Marine Le Pen in France softened the neo-fascist rhetoric of her Front National to win mainstream acceptance, and Hungary’s Jobbick Party is trying the same trick. In Germany, the far-right AfD Party took third place in federal elections, with likeminded racists performing far better than they deserve in other European states. Because of proportional representation in many European election systems, far-right entities often need only about 15 percent of votes to dictate the composition of new governments. Consequently, extreme-right parties look set to become a feature of governing coalitions, which they will exploit as a step to greater things.
After the Brexit referendum and terrorist incidents in the UK, there has been a surge in racist attacks and far-right activity. There was a 66 percent increase in white supremacist suspects held under counter-terrorism legislation reported in 2017, with a sharp spike in criminal incidents linked to far-right extremists.
When Israel’s right-wing became increasingly radicalized during the 1990s on the back of opposition to the Oslo process, this was seen as a transient phenomenon. Instead, the Zionist right succeeded in hijacking the political system and rewriting public narratives about the peace process. The 1994 massacre of 29 worshippers in a Hebron mosque by Jewish extremist Baruch Goldstein heralded a chronic pattern of attacks on Palestinians by militant settlers. Today, Israel’s political center ground has withered away and elections are a choice between the far right, or the lunatic messianic extreme-right — with the latter guaranteed cabinet seats whatever the outcome! The growth in far-right credibility across the West could likewise have long-term consequences for the political landscape.
Muslim extremists and far-right extremists thrive by demonizing one-another. In reality they enjoy a symbiotic relationship; sharing tactics, rhetoric and objectives. The very existence of one side fuels recruitment, popularity and legitimacy for the other. It has become a cliché that Trump’s crazed anti-Muslim rants are the best possible recruiting agents for the jihadists – and vice-versa.

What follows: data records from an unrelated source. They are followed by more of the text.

impl Config {
    /// Load configuration with full precedence chain.
    pub fn load() -> Self {
        match env::current_dir() {
            Ok(cwd) => Self::load_from_cwd(&cwd),
            Err(_) => {
                let mut config = Config::default();
                if let Some(user_config) = Self::load_user_config() {
                    config = config.merge(user_config);
                }
                config.apply_env_overrides();
                config.enforce_profile();
                config
            }
        }
    }

    /// Load configuration with a specific working directory.
    pub fn load_from_cwd(cwd: &Path) -> Self {
        let mut config = Config::default();

        if let Some(user_config) = Self::load_user_config() {
            config = config.merge(user_config);
        }

        if let Some(project_config) = Self::load_project_config(cwd) {
            config = config.merge(project_config);
        }

        config.apply_env_overrides();
        config.enforce_profile();

        config
    }

    /// Load config with fail-open behavior.
    pub fn load_fail_open() -> Self {
        let result: Result<Self> = Ok(Self::load());
        result.fail_open_default("loading config")
    }

    fn load_user_config() -> Option<Config> {
        let home = stratum_home()?;
        Self::load_from_file(&home.join("config.toml")).ok()
    }

    fn load_project_config(cwd: &Path) -> Option<Config> {
        Self::load_from_file(&project_dir(cwd).join("config.toml")).ok()
    }

    /// Load config from a specific file path.
    pub fn load_from_file(path: &Path) -> Result<Config> {
        let content = fs::read_to_string(path).map_err(|e| StratumError::storage(path, e))?;
        toml::from_str(&content).map_err(|e| StratumError::config(e.to_string()))
    }

    /// The evidence gate in production is not negotiable.
    fn enforce_profile(&mut self) {
        if self.profile == Profile::Production && !self.evidence.required {
            tracing::warn!("evidence.required=false ignored in production profile");
            self.evidence.required = true;
        }
    }

    /// Resolve the data directory for a working directory.
    pub fn data_dir(&self, cwd: &Path) -> PathBuf {
        match &self.storage.data_dir {
            Some(dir) if dir.is_absolute() => dir.clone(),
            Some(dir) => cwd.join(dir),
            None => project_dir(cwd),
        }
    }

    /// Apply environment variable overrides.
    fn apply_env_overrides(&mut self) {
        if let Ok(val) = env::var("STRATUM_PROFILE") {
            match val.parse::<Profile>() {
                Ok(profile) => self.profile = profile,
                Err(_) => eprintln!(
                    "Warning: Invalid STRATUM_PROFILE value '{}'. \
                    Valid values: [\"production\", \"development\"]. Using '{}'.",
                    val, self.profile
                ),
            }
        }

        if let Ok(val) = env::var("STRATUM_DATA_DIR") {
            if val.is_empty() {
                eprintln!("Warning: STRATUM_DATA_DIR is empty. Ignoring.");
            } else {
                self.storage.data_dir = Some(PathBuf::from(val));
            }
        }

        if let Ok(val) = env::var("STRATUM_EVIDENCE_REQUIRED") {
            self.evidence.required = val == "true" || val == "1";
        }

        if let Ok(val) = env::var("STRATUM_ALLOW_HUMAN_OVERRIDE") {
            self.promotion.allow_human_override = val == "true" || val == "1";
        }

        env_override(
            "STRATUM_EXTRACT_MIN_ENTRIES",
            &mut self.triggers.extract_min_entries,
            |n| *n >= 1,
            "an integer >= 1",
        );
        env_override(
            "STRATUM_MINE_MIN_FINDINGS",
            &mut self.triggers.mine_min_findings,
            |n| *n >= 1,
            "an integer >= 1",
        );
        env_override(
            "STRATUM_PROMOTE_MIN_SUCCESS_RATE",
            &mut self.triggers.promote_min_success_rate,
            |r| is_valid_rate(*r),
            "a number in [0.0, 1.0]",
        );
        env_override(
            "STRATUM_RETRY_MAX_ATTEMPTS",
            &mut self.retry.max_attempts,
            |n| *n >= 1,
            "an integer >= 1",
        );
        env_override(
            "STRATUM_CACHE_TTL_SECONDS",
            &mut self.cache.ttl_seconds,
            |n| *n >= 1,
            "an integer >= 1",
        );
        env_override(
            "STRATUM_QUERY_TIMEOUT_MS",
            &mut self.query.timeout_ms,
            |n| *n >= 1,
            "an integer >= 1",
        );
        env_override(
            "STRATUM_RETENTION_DAYS",
            &mut self.retention.window_days,
            |n| *n >= 1,
            "an integer >= 1",
        );
        env_override(
            "STRATUM_WORKER_INTERVAL_SECONDS",
            &mut self.worker.interval_seconds,
            |n| *n >= 1,
            "an integer >= 1",
        );
    }

    /// Merge another config into this one.
    ///
    /// The `other` config takes precedence field by field: every value in
    /// `other` that differs from the default replaces the value in `self`.
    ///
    /// # Limitation
    ///
    /// A layer cannot set a value back to its default to undo a lower layer.
    fn merge(mut self, other: Config) -> Self {
        if other.profile != Profile::default() {
            self.profile = other.profile;
        }

        if other.storage.data_dir.is_some() {
            self.storage.data_dir = other.storage.data_dir;
        }

        let d = TriggerConfig::default();
        merge_field(&mut self.triggers.extract_min_entries, other.triggers.extract_min_entries, d.extract_min_entries);
        merge_field(&mut self.triggers.extract_max_age_hours, other.triggers.extract_max_age_hours, d.extract_max_age_hours);
        merge_field(&mut self.triggers.mine_min_findings, other.triggers.mine_min_findings, d.mine_min_findings);
        merge_field(&mut self.triggers.promote_min_wins, other.triggers.promote_min_wins, d.promote_min_wins);
        merge_field(
            &mut self.triggers.promote_min_success_rate,
            other.triggers.promote_min_success_rate,
            d.promote_min_success_rate,
        );

        let d = MiningConfig::default();
        merge_field(&mut self.mining.min_distinct_queries, other.mining.min_distinct_queries, d.min_distinct_queries);
        merge_field(&mut self.mining.deprecate_below, other.mining.deprecate_below, d.deprecate_below);
        merge_field(
            &mut self.mining.min_observations_to_deprecate,
            other.mining.min_observations_to_deprecate,
            d.min_observations_to_deprecate,
        );

        merge_field(
            &mut self.promotion.allow_human_override,
            other.promotion.allow_human_override,
            false,
        );
        merge_field(&mut self.evidence.required, other.evidence.required, true);

        let d = RetryConfig::default();
        merge_field(&mut self.retry.max_attempts, other.retry.max_attempts, d.max_attempts);
        merge_field(&mut self.retry.base_backoff_ms, other.retry.base_backoff_ms, d.base_backoff_ms);
        merge_field(&mut self.retry.max_backoff_ms, other.retry.max_backoff_ms, d.max_backoff_ms);

        merge_field(&mut self.cache.ttl_seconds, other.cache.ttl_seconds, CacheConfig::default().ttl_seconds);

        let d = QueryConfig::default();
        merge_field(&mut self.query.timeout_ms, other.query.timeout_ms, d.timeout_ms);
        merge_field(&mut self.query.max_examples, other.query.max_examples, d.max_examples);
        merge_field(
            &mut self.query.plan_diagnostics_engines,
            other.query.plan_diagnostics_engines,
            d.plan_diagnostics_engines,
        );

        let d = IngestConfig::default();
        merge_field(&mut self.ingest.queue_capacity, other.ingest.queue_capacity, d.queue_capacity);
        merge_field(&mut self.ingest.batch_size, other.ingest.batch_size, d.batch_size);

        merge_field(
            &mut self.retention.window_days,
            other.retention.window_days,
            RetentionConfig::default().window_days,
        );

        let d = WorkerConfig::default();
        merge_field(&mut self.worker.interval_seconds, other.worker.interval_seconds, d.interval_seconds);
        merge_field(&mut self.worker.batch_limit, other.worker.batch_limit, d.batch_limit);
        merge_field(
            &mut self.worker.pending_grace_minutes,
            other.worker.pending_grace_minutes,
            d.pending_grace_minutes,
        );

        self
    }

    /// Save configuration to the project config file.
    ///
    /// Writes `.stratum/config.toml` atomically (temp file, fsync, rename).
    pub fn save_project(&self, cwd: &Path) -> Result<()> {
        let dir = project_dir(cwd);
        if !dir.exists() {
            fs::create_dir_all(&dir).map_err(|e| StratumError::storage(&dir, e))?;
        }

        let config_path = dir.join("config.toml");
        let content =
            toml::to_string_pretty(self).map_err(|e| StratumError::config(e.to_string()))?;

        let temp_path = dir.join(".config.toml.tmp");
        fs::write(&temp_path, &content).map_err(|e| StratumError::storage(&temp_path, e))?;
        let file = fs::File::open(&temp_path).map_err(|e| StratumError::storage(&temp_path, e))?;
        file.sync_all()
            .map_err(|e| StratumError::storage(&temp_path, e))?;
        drop(file);

        fs::rename(&temp_path, &config_path)
            .map_err(|e| StratumError::storage(&config_path, e))?;

        Ok(())
    }
}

Neo-Nazis are finding new ways to repackage their detestable rhetoric and obscure the violent, fascist undertones that previously repelled audiences.
For liberalism to not be swept away by the forces of intolerance, there must be recognition that the boundaries of political acceptability must be policed. Tolerance of extremist entities makes societies less hospitable towards the rights of vulnerable minorities. The recognition of Hitler as a politician and his enjoyment of freedom of speech led to the definitive eradication of the human rights of millions of innocents. Likewise, the genocide against the Rohingya people should serve as a wake-up call about where such exterminatory logic leads. I grew up with the stereotype of Buddhists as the ultimate pacifists, and for many years saw Aung San Suu Kyi as a supreme authority for human rights – both preconceptions have been shaken by the Rohingya tragedy.
All nations must ban sectarian political parties or prevent clerics from participating in politics, and Western states must remove intolerant entities from the public sphere. Such preachers of hatred who don’t believe in equal rights for all shouldn’t have the same tolerance extended to them. These extremists and their tabloid champions aren’t simply a mirror of existing attitudes; they actively propagate dangerous narratives through fake news, scare stories and conspiracy theories.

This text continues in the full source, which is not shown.